2 Million Australians Download Country’s Official Coronavirus Contact Tracing App

Almost 2 million Australians have downloaded a coronavirus tracing app within hours of its release, Health Minister Greg Hunt announced Monday, as the country moves to ease restrictions.

Released on Sunday, the app — called COVIDSafe — uses Bluetooth to connect with other phones within 1.5 metres which also have the app installed. If they are in contact for over 15 minutes, the app records data such as the date, time, contact distance and duration, and the other user’s encrypted identification code. This information is stored on the user’s phone for 21 days, after which it is automatically deleted.

Through the use of Bluetooth, the app records “digital handshakes” for each minute that two phones using the app are in contact. When a user tests positive for coronavirus, they are asked to upload the handshakes to a centralized National COVIDSafe Data Store, which are then accessed by contract tracers to notify people who are determined to be at risk.

The handshakes contain: The unique IDs of each user in contact — said to be an “encrypted version of the user’s mobile phone number”; Bluetooth signal strength used to determine distance; and a timestamp. Handshakes are stored on mobile devices and deleted 21 days after being created.

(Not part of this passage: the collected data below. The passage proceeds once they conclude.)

//! Dependency resolution: flat stage lists into parallel-safe levels.
//!
//! Each stage is assigned `level = 1 + max(level of its dependencies)`, or 0
//! with no dependencies, via a depth-first traversal with visiting/visited
//! marking. Every dependency of a stage lands in a strictly lower level, so
//! a level's stages can run concurrently once all earlier levels settled.

use std::collections::{HashMap, HashSet};

use crate::core::pipeline::PipelineStage;
use crate::error::EngineError;

/// Resolve stages into ordered levels.
///
/// Within a level, stages keep their original declaration order so display
/// and logging stay deterministic. A stage re-encountered while still being
/// visited signals a cycle; an unknown `dependsOn` id is a fatal lookup
/// error.
pub fn resolve_levels(stages: &[PipelineStage]) -> Result<Vec<Vec<PipelineStage>>, EngineError> {
    let by_id: HashMap<&str, &PipelineStage> =
        stages.iter().map(|s| (s.id.as_str(), s)).collect();

    let mut levels: HashMap<String, usize> = HashMap::new();
    let mut visiting: HashSet<String> = HashSet::new();

    for stage in stages {
        visit(stage, &by_id, &mut visiting, &mut levels)?;
    }

    let depth = levels.values().copied().max().map_or(0, |max| max + 1);
    let mut grouped: Vec<Vec<PipelineStage>> = vec![Vec::new(); depth];
    for stage in stages {
        grouped[levels[&stage.id]].push(stage.clone());
    }

    Ok(grouped)
}

fn visit(
    stage: &PipelineStage,
    by_id: &HashMap<&str, &PipelineStage>,
    visiting: &mut HashSet<String>,
    levels: &mut HashMap<String, usize>,
) -> Result<usize, EngineError> {
    if let Some(level) = levels.get(&stage.id) {
        return Ok(*level);
    }
    if visiting.contains(&stage.id) {
        return Err(EngineError::CycleDetected(stage.id.clone()));
    }

    visiting.insert(stage.id.clone());

    let mut level = 0;
    for dep_id in &stage.depends_on {
        let dep = by_id
            .get(dep_id.as_str())
            .ok_or_else(|| EngineError::UnknownDependency {
                stage: stage.id.clone(),
                dependency: dep_id.clone(),
            })?;
        level = level.max(visit(dep, by_id, visiting, levels)? + 1);
    }

    visiting.remove(&stage.id);
    levels.insert(stage.id.clone(), level);

    Ok(level)
}
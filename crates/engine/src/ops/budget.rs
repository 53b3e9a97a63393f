//! Budget versus spend comparison.

use rust_decimal::Decimal;
use serde::{Deserialize, Serialize};

use crate::{Currency, Expense, Money, ValidationError, total_amount};

/// Remaining amount under which a budget is reported as close to its limit.
pub const WARNING_MARGIN: Money = Money::new(Decimal::ONE_HUNDRED);

/// How much room is left once spending is taken out of a budget.
#[derive(Clone, Copy, Debug, PartialEq, Eq, Serialize, Deserialize)]
pub enum BudgetStatus {
    /// `0 <= remaining < WARNING_MARGIN`
    NearLimit,
    /// `remaining >= WARNING_MARGIN`
    Comfortable,
}

/// Successful outcome of [`analyze_budget`].
#[derive(Clone, Copy, Debug, PartialEq, Eq, Serialize, Deserialize)]
pub struct BudgetReport {
    pub budget: Money,
    pub spent: Money,
    pub remaining: Money,
    pub status: BudgetStatus,
}

impl BudgetReport {
    pub fn message(&self, currency: Currency) -> String {
        match self.status {
            BudgetStatus::NearLimit => format!(
                "Warning: close to budget limit. Remaining: {}",
                self.remaining.format(currency)
            ),
            BudgetStatus::Comfortable => format!(
                "Within budget. Remaining: {}",
                self.remaining.format(currency)
            ),
        }
    }
}

/// Compares total spending against `budget`.
///
/// Spending past the budget is an error carrying the overage. Totals that do
/// not fit in [`Money`] fail with `AmountOutOfRange`.
pub fn analyze_budget(
    expenses: &[Expense],
    budget: Money,
) -> Result<BudgetReport, ValidationError> {
    let spent = total_amount(expenses)?;
    let remaining = budget
        .checked_sub(spent)
        .ok_or(ValidationError::AmountOutOfRange)?;
    tracing::debug!(%budget, %spent, %remaining, "budget analyzed");

    let status = match remaining {
        r if r.is_negative() => return Err(ValidationError::OverBudget(r.abs())),
        r if r < WARNING_MARGIN => BudgetStatus::NearLimit,
        _ => BudgetStatus::Comfortable,
    };

    Ok(BudgetReport {
        budget,
        spent,
        remaining,
        status,
    })
}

“[The app] will help us as we seek to return to normal and the Australian way of life,” Hunt said. “No one has access to that, not even yourself … only a state public health official can be given access to that data.”

Further, uploaded data must legally be kept on Australian servers, and will be destroyed after the coronavirus pandemic passes.

“[The data] cannot leave the country, it cannot be accessed by anybody other than a state public health official, it cannot be used for any purpose other than the provision of data for the purposes of finding people with whom you have been in close contact, and it is punishable by jail if there is a breach of that,” said Hunt.

Contact tracing apps like COVIDSafe could prove vital to ending lockdowns by making it easier to track the spread (and hopefully, decline) of the virus as public life resumes.